§ What is being asked
Your task is to copy the lines of the data below from the line holding "pub fn start_watching(&mut" through the line holding "let Some(parent) = path.parent().map(|p|", inclusive, exactly and with nothing added.

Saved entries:
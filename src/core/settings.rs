use anyhow::{Context, Result};
use notify::{Config, RecommendedWatcher, RecursiveMode, Watcher};
use serde::{Deserialize, Serialize};
use std::path::PathBuf;
use std::sync::Arc;
use tokio::sync::{broadcast, mpsc, RwLock};

#[derive(Debug, Clone, Serialize, Deserialize)]
#[serde(default)]
pub struct Settings {
    pub sync: SyncSettings,
    pub fanout: FanoutSettings,
    pub server: ServerSettings,
    pub data: DataSettings,
    pub debug: bool,
}

impl Default for Settings {
    fn default() -> Self {
        Self {
            sync: SyncSettings::default(),
            fanout: FanoutSettings::default(),
            server: ServerSettings::default(),
            data: DataSettings::default(),
            debug: false,
        }
    }
}

/// Inbox sync orchestration knobs (client side).
#[derive(Debug, Clone, Serialize, Deserialize)]
#[serde(default)]
pub struct SyncSettings {
    /// Minimum wait between sync attempts for one account.
    pub cooldown_secs: u64,
    /// How long the client waits on the scan job before declaring a soft
    /// timeout. The server job keeps running either way.
    pub client_timeout_secs: u64,
    /// Last-resort reset that clears a stuck "syncing" flag unconditionally.
    pub safety_reset_secs: u64,
}

impl Default for SyncSettings {
    fn default() -> Self {
        Self {
            cooldown_secs: 300,
            client_timeout_secs: 90,
            safety_reset_secs: 120,
        }
    }
}

/// Server fan-out pass configuration.
#[derive(Debug, Clone, Serialize, Deserialize)]
#[serde(default)]
pub struct FanoutSettings {
    pub interval_secs: u64,
    pub look_back_hours: i64,
    pub look_ahead_hours: i64,
    /// Per-owner cooldown on the aggregation entry point, shared by every
    /// caller (fan-out, poll ticks, manual refresh).
    pub owner_cooldown_secs: u64,
}

impl Default for FanoutSettings {
    fn default() -> Self {
        Self {
            interval_secs: 900,
            look_back_hours: 12,
            look_ahead_hours: 48,
            owner_cooldown_secs: 180,
        }
    }
}

#[derive(Debug, Clone, Serialize, Deserialize)]
#[serde(default)]
pub struct ServerSettings {
    pub base_url: String,
    /// Normalized flight-status feed the server-side aggregation pulls from.
    pub status_feed_url: String,
}

impl Default for ServerSettings {
    fn default() -> Self {
        Self {
            base_url: "https://api.wayfarer.app".to_string(),
            status_feed_url: "https://status-feed.wayfarer.app".to_string(),
        }
    }
}

#[derive(Debug, Clone, Default, Serialize, Deserialize)]
#[serde(default)]
pub struct DataSettings {
    /// Itinerary snapshot the daemon seeds its store from.
    pub itinerary_path: Option<PathBuf>,
}

impl DataSettings {
    pub fn itinerary_path(&self) -> Option<PathBuf> {
        self.itinerary_path
            .clone()
            .or_else(|| dirs::data_dir().map(|p| p.join("wayfarer").join("itinerary.json")))
    }
}

impl Settings {
    pub fn config_path() -> Option<PathBuf> {
        dirs::config_dir().map(|p| p.join("wayfarer").join("config.toml"))
    }

    pub fn load() -> Result<Self> {
        let path = Self::config_path().context("Could not determine config directory")?;

        if !path.exists() {
            tracing::info!(?path, "Config file not found, using defaults");
            return Ok(Self::default());
        }

        let content = std::fs::read_to_string(&path)
            .with_context(|| format!("Failed to read config file: {}", path.display()))?;

        let settings: Settings = toml::from_str(&content)
            .with_context(|| format!("Failed to parse config file: {}", path.display()))?;

        tracing::info!(?path, "Loaded config");
        Ok(settings)
    }

    pub fn validate(&self) -> Result<()> {
        if self.sync.client_timeout_secs >= self.sync.safety_reset_secs {
            anyhow::bail!(
                "sync.safety_reset_secs ({}) must exceed sync.client_timeout_secs ({})",
                self.sync.safety_reset_secs,
                self.sync.client_timeout_secs
            );
        }
        if self.fanout.interval_secs < 60 {
            anyhow::bail!(
                "fanout.interval_secs must be at least 60, got {}",
                self.fanout.interval_secs
            );
        }
        if self.fanout.look_back_hours <= 0 || self.fanout.look_ahead_hours <= 0 {
            anyhow::bail!("fanout look_back_hours and look_ahead_hours must be positive");
        }
        Ok(())
    }
}

/// Watches the config file and republishes settings on change.
pub struct SettingsWatcher {
    current: Arc<RwLock<Settings>>,
    tx: broadcast::Sender<Settings>,
    _watcher: Option<RecommendedWatcher>,
}

impl SettingsWatcher {
    pub fn new() -> Result<Self> {
        let settings = Settings::load()?;
        settings.validate()?;
        let (tx, _rx) = broadcast::channel(8);

        Ok(Self {
            current: Arc::new(RwLock::new(settings)),
            tx,
            _watcher: None,
        })
    }

    pub async fn get(&self) -> Settings {
        self.current.read().await.clone()
    }

    pub fn subscribe(&self) -> broadcast::Receiver<Settings> {
        self.tx.subscribe()
    }

    pub fn start_watching(&mut self) -> Result<()> {
        let Some(path) = Settings::config_path() else {
            tracing::warn!("No config directory; settings hot reload disabled");
            return Ok(());
        };
        let Some(parent) = path.parent().map(|p| p.to_path_buf()) else {
            return Ok(());
        };
        if !parent.exists() {
            tracing::warn!(?parent, "Config directory does not exist, skipping watch");
            return Ok(());
        }

        let filename = path
            .file_name()
            .map(|f| f.to_string_lossy().to_string())
            .unwrap_or_default();
        let (notify_tx, mut notify_rx) = mpsc::unbounded_channel::<()>();

        let mut watcher = RecommendedWatcher::new(
            move |res: notify::Result<notify::Event>| {
                if let Ok(event) = res {
                    if event.kind.is_modify() || event.kind.is_create() {
                        let hit = event.paths.iter().any(|p| {
                            p.file_name()
                                .map(|f| f.to_string_lossy() == *filename)
                                .unwrap_or(false)
                        });
                        if hit {
                            let _ = notify_tx.send(());
                        }
                    }
                }
            },
            Config::default(),
        )?;

        watcher
            .watch(&parent, RecursiveMode::NonRecursive)
            .with_context(|| format!("Failed to watch config directory: {}", parent.display()))?;
        tracing::info!(?parent, "Watching config directory");

        let current = Arc::clone(&self.current);
        let tx = self.tx.clone();
        tokio::spawn(async move {
            while notify_rx.recv().await.is_some() {
                // Editors fire several events per save; settle first.
                tokio::time::sleep(std::time::Duration::from_millis(200)).await;
                while notify_rx.try_recv().is_ok() {}

                match Settings::load().and_then(|s| s.validate().map(|()| s)) {
                    Ok(settings) => {
                        tracing::info!("Config changed on disk, applying");
                        *current.write().await = settings.clone();
                        let _ = tx.send(settings);
                    }
                    Err(e) => {
                        tracing::warn!(error = %e, "Ignoring invalid config change");
                    }
                }
            }
        });

        self._watcher = Some(watcher);
        Ok(())
    }
}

§ Problem solution
    pub fn start_watching(&mut self) -> Result<()> {
        let Some(path) = Settings::config_path() else {
            tracing::warn!("No config directory; settings hot reload disabled");
            return Ok(());
        };
        let Some(parent) = path.parent().map(|p| p.to_path_buf()) else {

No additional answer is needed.